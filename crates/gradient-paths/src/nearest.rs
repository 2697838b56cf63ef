use gradient_core::Point;
use rand::{Rng, RngExt};

use crate::extract::{Descent, Mode, Outcome, descend};
use crate::field::{FLOOR, GOAL};
use crate::grid::GridState;
use crate::scan::Scan;
use crate::{DijkstraMap, FieldNode, Metric, PathError};

impl GridState {
    /// Grow a field outward from `origin` alone, stopping once `limit`
    /// cells from the sorted `targets` list have been reached. Returns the
    /// reached targets in the order they were found.
    pub(crate) fn expand(
        &mut self,
        metric: Metric,
        blocking: u8,
        origin: usize,
        targets: &[usize],
        limit: usize,
    ) -> Vec<usize> {
        let mut found = Vec::new();
        self.field[origin] = GOAL;
        self.mapped_count = 1;
        self.frontier.clear();
        self.next.clear();
        if limit == 0 {
            return found;
        }
        self.frontier.push(origin);

        let dirs = metric.directions();
        'rounds: while !self.frontier.is_empty() {
            self.next.clear();
            while let Some(c) = self.frontier.pop() {
                let cp = self.point(c);
                let dist = self.field[c];
                for &dir in dirs {
                    let np = cp.step(dir);
                    let Some(ni) = self.idx(np) else {
                        continue;
                    };
                    if dir.is_diagonal()
                        && self.corner_blocked(cp, np, blocking, |i| self.field[i] > FLOOR)
                    {
                        continue;
                    }
                    let candidate = dist + metric.step_cost(dir) * self.costs[ni];
                    if self.field[ni] <= FLOOR && candidate < self.field[ni] {
                        self.field[ni] = candidate;
                        self.mapped_count += 1;
                        if targets.binary_search(&ni).is_ok() && !found.contains(&ni) {
                            found.push(ni);
                            if found.len() >= limit {
                                break 'rounds;
                            }
                        }
                        self.next.push(ni);
                    }
                }
            }
            std::mem::swap(&mut self.frontier, &mut self.next);
        }
        self.frontier.clear();
        self.next.clear();
        found
    }
}

/// An open cell to search from: `start` itself, or when it is a wall a
/// random open cell near it, clamped to the grid interior.
fn open_origin<R: Rng + ?Sized>(
    grid: &GridState,
    rng: &mut R,
    attempts: usize,
    start: Point,
) -> Option<usize> {
    let si = grid.idx(start)?;
    if !grid.is_wall(si) {
        return Some(si);
    }
    let (xs, ys) = (grid.width / 6, grid.height / 6);
    for _ in 0..attempts {
        let x = (start.x + rng.random_range(-xs..=xs)).max(1).min(grid.width - 2);
        let y = (start.y + rng.random_range(-ys..=ys)).max(1).min(grid.height - 2);
        if let Some(i) = grid.idx(Point::new(x, y)) {
            if !grid.is_wall(i) {
                return Some(i);
            }
        }
    }
    log::warn!("no open cell found near blocked start {}", start);
    None
}

impl<R: Rng> DijkstraMap<R> {
    /// The target closest to `start` by path distance.
    ///
    /// Returns `start` if it is itself a target. A `start` on a wall is moved
    /// to a random open cell nearby first; `None` if that fails or no target
    /// is reachable.
    pub fn find_nearest(
        &mut self,
        start: Point,
        targets: &[Point],
    ) -> Result<Option<Point>, PathError> {
        Ok(self.find_nearest_multiple(start, 1, targets)?.first().copied())
    }

    /// Up to `limit` targets, nearest first. A `start` that is a target
    /// counts as the first.
    pub fn find_nearest_multiple(
        &mut self,
        start: Point,
        limit: usize,
        targets: &[Point],
    ) -> Result<Vec<Point>, PathError> {
        let config = self.config;
        let DijkstraMap { grid, rng, .. } = self;
        let grid = grid.as_mut().ok_or(PathError::Uninitialized)?;

        let mut found = Vec::new();
        if limit == 0 || targets.is_empty() {
            return Ok(found);
        }
        if targets.contains(&start) {
            found.push(start);
            if found.len() >= limit {
                return Ok(found);
            }
        }
        grid.reset_map();
        let Some(origin) = open_origin(grid, rng, config.perturb_attempts, start) else {
            return Ok(found);
        };
        let wanted = grid.indices(targets);
        let hits = grid.expand(
            config.metric,
            config.blocking(),
            origin,
            &wanted,
            limit - found.len(),
        );
        found.extend(hits.into_iter().map(|i| grid.point(i)));
        Ok(found)
    }

    /// A path from `start` to its nearest target, found by growing the
    /// field from `start` instead of from the targets.
    ///
    /// The path excludes `start` and ends on the target.
    pub fn find_shortcut_path(
        &mut self,
        start: Point,
        targets: &[Point],
    ) -> Result<&[Point], PathError> {
        self.state()?;
        let Some(target) = self.find_nearest(start, targets)? else {
            return Ok(self.cut_short());
        };
        let config = self.config;
        let DijkstraMap { grid, rng, path, .. } = self;
        let grid = grid.as_mut().ok_or(PathError::Uninitialized)?;
        path.clear();
        if target == start {
            self.truncated = false;
            return Ok(&self.path);
        }

        let descent = Descent {
            metric: config.metric,
            blocking: config.blocking(),
            budget: f64::INFINITY,
            cap: config.iteration_cap,
            mode: Mode::Approach,
            blocked: &[],
            allies: &[],
        };
        let mut frustration = 0;
        let truncated = match descend(grid, rng, path, target, &descent, &mut frustration) {
            Outcome::Done { truncated } => truncated,
            Outcome::Retry(_) => true,
        };
        if truncated {
            path.clear();
        } else {
            // Drop the origin and walk the other way.
            path.pop();
            path.reverse();
            path.push(target);
        }
        self.truncated = truncated;
        Ok(&self.path)
    }

    /// Every cell within `radius` steps of any of `starts`, with its
    /// distance.
    pub fn flood_fill(
        &mut self,
        radius: usize,
        starts: &[Point],
    ) -> Result<Vec<FieldNode>, PathError> {
        let config = self.config;
        let grid = self.state_mut()?;
        grid.goals.clear();
        grid.reset_map();
        grid.set_goals(starts);
        if grid.goals.is_empty() || radius == 0 {
            let nodes = grid
                .goals
                .iter()
                .map(|&g| FieldNode {
                    pos: grid.point(g),
                    dist: GOAL,
                })
                .collect();
            grid.goals.clear();
            return Ok(nodes);
        }
        grid.relax(&Scan::new(&config, &[]).limit(Some(radius)));
        grid.goals.clear();
        grid.darken();
        Ok(grid.snapshot().reached().collect())
    }
}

==============================

_Problem requirements_
Across the entries above, find the lines with the string "clear" and copy them.

_Written solution_
        self.frontier.clear();
        self.next.clear();
            self.next.clear();
        self.frontier.clear();
        self.next.clear();
        path.clear();
            path.clear();
        grid.goals.clear();
            grid.goals.clear();
        grid.goals.clear();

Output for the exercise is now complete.